_Work to complete:_
In the data that follows, find the line with "arr.remove(*i);"; transcribe it, every later line up to the one with "fn navigate_existing<'v>(root: &'v", and that line as well, exactly and with no others.
START Provided entries
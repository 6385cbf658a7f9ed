//! Knowledge Store (§4.1): a path-addressable mutable tree over the same
//! `serde_json::Value` shape the teacher already uses for `Message.metadata`.
//! Dot-paths may quote a segment (single or double quotes) to allow literal
//! dots inside a key.

use serde_json::{Map, Value};

#[derive(Debug, Clone, PartialEq, Eq)]
pub enum PathSegment {
    Key(String),
    Index(usize),
}

#[derive(Debug, thiserror::Error, PartialEq, Eq)]
pub enum PathError {
    #[error("unterminated quote in path")]
    UnterminatedQuote,
    #[error("empty path segment")]
    EmptySegment,
}

/// Parse a dot-path into segments. An empty string parses to an empty path
/// (denoting the whole document, per §4.1 `get`).
pub fn parse_path(path: &str) -> Result<Vec<PathSegment>, PathError> {
    if path.is_empty() {
        return Ok(Vec::new());
    }
    let mut segments = Vec::new();
    let mut chars = path.chars().peekable();
    let mut current = String::new();
    let mut in_quote: Option<char> = None;

    while let Some(c) = chars.next() {
        match in_quote {
            Some(q) if c == q => in_quote = None,
            Some(_) => current.push(c),
            None => match c {
                '\'' | '"' => in_quote = Some(c),
                '.' => {
                    if current.is_empty() {
                        return Err(PathError::EmptySegment);
                    }
                    segments.push(make_segment(&current));
                    current.clear();
                }
                _ => current.push(c),
            },
        }
    }
    if in_quote.is_some() {
        return Err(PathError::UnterminatedQuote);
    }
    if current.is_empty() {
        return Err(PathError::EmptySegment);
    }
    segments.push(make_segment(&current));
    Ok(segments)
}

fn make_segment(raw: &str) -> PathSegment {
    if let Ok(idx) = raw.parse::<usize>() {
        PathSegment::Index(idx)
    } else {
        PathSegment::Key(raw.to_string())
    }
}

#[derive(Debug, thiserror::Error, PartialEq, Eq)]
pub enum KnowledgeError {
    #[error("invalid path: {0}")]
    InvalidPath(#[from] PathError),
    #[error("intermediate component at '{0}' is not a map")]
    NotAMap(String),
    #[error("path not found")]
    NotFound,
    #[error("array index {0} out of bounds")]
    IndexOutOfBounds(usize),
}

/// Knowledge document wrapper. Always an object at the root once non-empty;
/// starts as an empty object on agent creation (§3).
#[derive(Debug, Clone)]
pub struct KnowledgeDoc<'a> {
    root: &'a mut Value,
}

impl<'a> KnowledgeDoc<'a> {
    pub fn new(root: &'a mut Value) -> Self {
        Self { root }
    }

    pub fn get(&self, path: &str) -> Result<Option<&Value>, KnowledgeError> {
        let segments = parse_path(path)?;
        Ok(get_path(self.root, &segments))
    }

    pub fn set(&mut self, path: &str, value: Value) -> Result<(), KnowledgeError> {
        let segments = parse_path(path)?;
        if segments.is_empty() {
            *self.root = value;
            return Ok(());
        }
        set_path(self.root, &segments, value)
    }

    pub fn delete(&mut self, path: &str) -> Result<(), KnowledgeError> {
        let segments = parse_path(path)?;
        if segments.is_empty() {
            *self.root = Value::Object(Map::new());
            return Ok(());
        }
        delete_path(self.root, &segments)
    }

    pub fn append(&mut self, path: &str, value: Value) -> Result<(), KnowledgeError> {
        let segments = parse_path(path)?;
        append_path(self.root, &segments, value)
    }
}

fn get_path<'v>(root: &'v Value, segments: &[PathSegment]) -> Option<&'v Value> {
    let mut current = root;
    for seg in segments {
        current = match (current, seg) {
            (Value::Object(map), PathSegment::Key(k)) => map.get(k)?,
            (Value::Array(arr), PathSegment::Index(i)) => arr.get(*i)?,
            _ => return None,
        };
    }
    Some(current)
}

/// Walk all but the last segment, creating intermediate maps as needed.
/// Returns an error (no partial write) if an existing intermediate isn't a map.
fn navigate_create<'v>(root: &'v mut Value, segments: &[PathSegment]) -> Result<&'v mut Value, KnowledgeError> {
    let mut current = root;
    for seg in segments {
        match seg {
            PathSegment::Key(k) => {
                if current.is_null() {
                    *current = Value::Object(Map::new());
                }
                match current {
                    Value::Object(map) => {
                        current = map.entry(k.clone()).or_insert(Value::Object(Map::new()));
                    }
                    _ => return Err(KnowledgeError::NotAMap(k.clone())),
                }
            }
            PathSegment::Index(i) => match current {
                Value::Array(arr) => {
                    if *i >= arr.len() {
                        return Err(KnowledgeError::IndexOutOfBounds(*i));
                    }
                    current = &mut arr[*i];
                }
                _ => return Err(KnowledgeError::NotAMap(i.to_string())),
            },
        }
    }
    Ok(current)
}

fn set_path(root: &mut Value, segments: &[PathSegment], value: Value) -> Result<(), KnowledgeError> {
    let (init, last) = segments.split_at(segments.len() - 1);
    // Validate the whole intermediate chain before mutating, so a failure
    // leaves the document untouched (§4.1 "no partial write").
    validate_intermediate_chain(root, init)?;
    let parent = navigate_create(root, init)?;
    match &last[0] {
        PathSegment::Key(k) => {
            if parent.is_null() {
                *parent = Value::Object(Map::new());
            }
            match parent {
                Value::Object(map) => {
                    map.insert(k.clone(), value);
                    Ok(())
                }
                _ => Err(KnowledgeError::NotAMap(k.clone())),
            }
        }
        PathSegment::Index(i) => match parent {
            Value::Array(arr) => {
                if *i < arr.len() {
                    arr[*i] = value;
                    Ok(())
                } else if *i == arr.len() {
                    arr.push(value);
                    Ok(())
                } else {
                    Err(KnowledgeError::IndexOutOfBounds(*i))
                }
            }
            Value::Null => {
                if *i == 0 {
                    *parent = Value::Array(vec![value]);
                    Ok(())
                } else {
                    Err(KnowledgeError::IndexOutOfBounds(*i))
                }
            }
            _ => Err(KnowledgeError::NotAMap(i.to_string())),
        },
    }
}

/// Check every segment up to (not including) the final one resolves to a map
/// or an absent (creatable) slot, without mutating anything.
fn validate_intermediate_chain(root: &Value, segments: &[PathSegment]) -> Result<(), KnowledgeError> {
    let mut current = root;
    for seg in segments {
        match (current, seg) {
            (Value::Object(map), PathSegment::Key(k)) => match map.get(k) {
                Some(v) => current = v,
                None => return Ok(()), // absent -> creatable, rest of chain is fresh
            },
            (Value::Null, _) => return Ok(()),
            (Value::Array(arr), PathSegment::Index(i)) => {
                current = arr.get(*i).ok_or(KnowledgeError::IndexOutOfBounds(*i))?;
            }
            (_, PathSegment::Key(k)) => return Err(KnowledgeError::NotAMap(k.clone())),
            (_, PathSegment::Index(i)) => return Err(KnowledgeError::NotAMap(i.to_string())),
        }
    }
    Ok(())
}

fn delete_path(root: &mut Value, segments: &[PathSegment]) -> Result<(), KnowledgeError> {
    let (init, last) = segments.split_at(segments.len() - 1);
    let parent = navigate_existing(root, init)?;
    match &last[0] {
        PathSegment::Key(k) => match parent {
            Value::Object(map) => {
                map.remove(k).ok_or(KnowledgeError::NotFound)?;
                Ok(())
            }
            _ => Err(KnowledgeError::NotFound),
        },
        PathSegment::Index(i) => match parent {
            Value::Array(arr) => {
                if *i < arr.len() {
                    arr.remove(*i);
                    Ok(())
                } else {
                    Err(KnowledgeError::NotFound)
                }
            }
            _ => Err(KnowledgeError::NotFound),
        },
    }
}

fn navigate_existing<'v>(root: &'v mut Value, segments: &[PathSegment]) -> Result<&'v mut Value, KnowledgeError> {
    let mut current = root;
    for seg in segments {
        current = match (current, seg) {
            (Value::Object(map), PathSegment::Key(k)) => map.get_mut(k).ok_or(KnowledgeError::NotFound)?,
            (Value::Array(arr), PathSegment::Index(i)) => arr.get_mut(*i).ok_or(KnowledgeError::NotFound)?,
            _ => return Err(KnowledgeError::NotFound),
        };
    }
    Ok(current)
}

fn append_path(root: &mut Value, segments: &[PathSegment], value: Value) -> Result<(), KnowledgeError> {
    if segments.is_empty() {
        // Appending at the document root: treat root itself as the target scalar/list.
        append_in_place(root, value);
        return Ok(());
    }
    let (init, last) = segments.split_at(segments.len() - 1);
    validate_intermediate_chain(root, init)?;
    let parent = navigate_create(root, init)?;
    let key_slot: &mut Value = match &last[0] {
        PathSegment::Key(k) => {
            if parent.is_null() {
                *parent = Value::Object(Map::new());
            }
            match parent {
                Value::Object(map) => map.entry(k.clone()).or_insert(Value::Null),
                _ => return Err(KnowledgeError::NotAMap(k.clone())),
            }
        }
        PathSegment::Index(i) => match parent {
            Value::Array(arr) => {
                if *i >= arr.len() {
                    return Err(KnowledgeError::IndexOutOfBounds(*i));
                }
                &mut arr[*i]
            }
            _ => return Err(KnowledgeError::NotAMap(i.to_string())),
        },
    };
    append_in_place(key_slot, value);
    Ok(())
}

fn append_in_place(slot: &mut Value, value: Value) {
    match slot {
        Value::Null => *slot = Value::Array(vec![value]),
        Value::Array(arr) => arr.push(value),
        other => {
            let old = other.take();
            *other = Value::Array(vec![old, value]);
        }
    }
}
END Provided entries
_Exercise output:_
                    arr.remove(*i);
                    Ok(())
                } else {
                    Err(KnowledgeError::NotFound)
                }
            }
            _ => Err(KnowledgeError::NotFound),
        },
    }
}

fn navigate_existing<'v>(root: &'v mut Value, segments: &[PathSegment]) -> Result<&'v mut Value, KnowledgeError> {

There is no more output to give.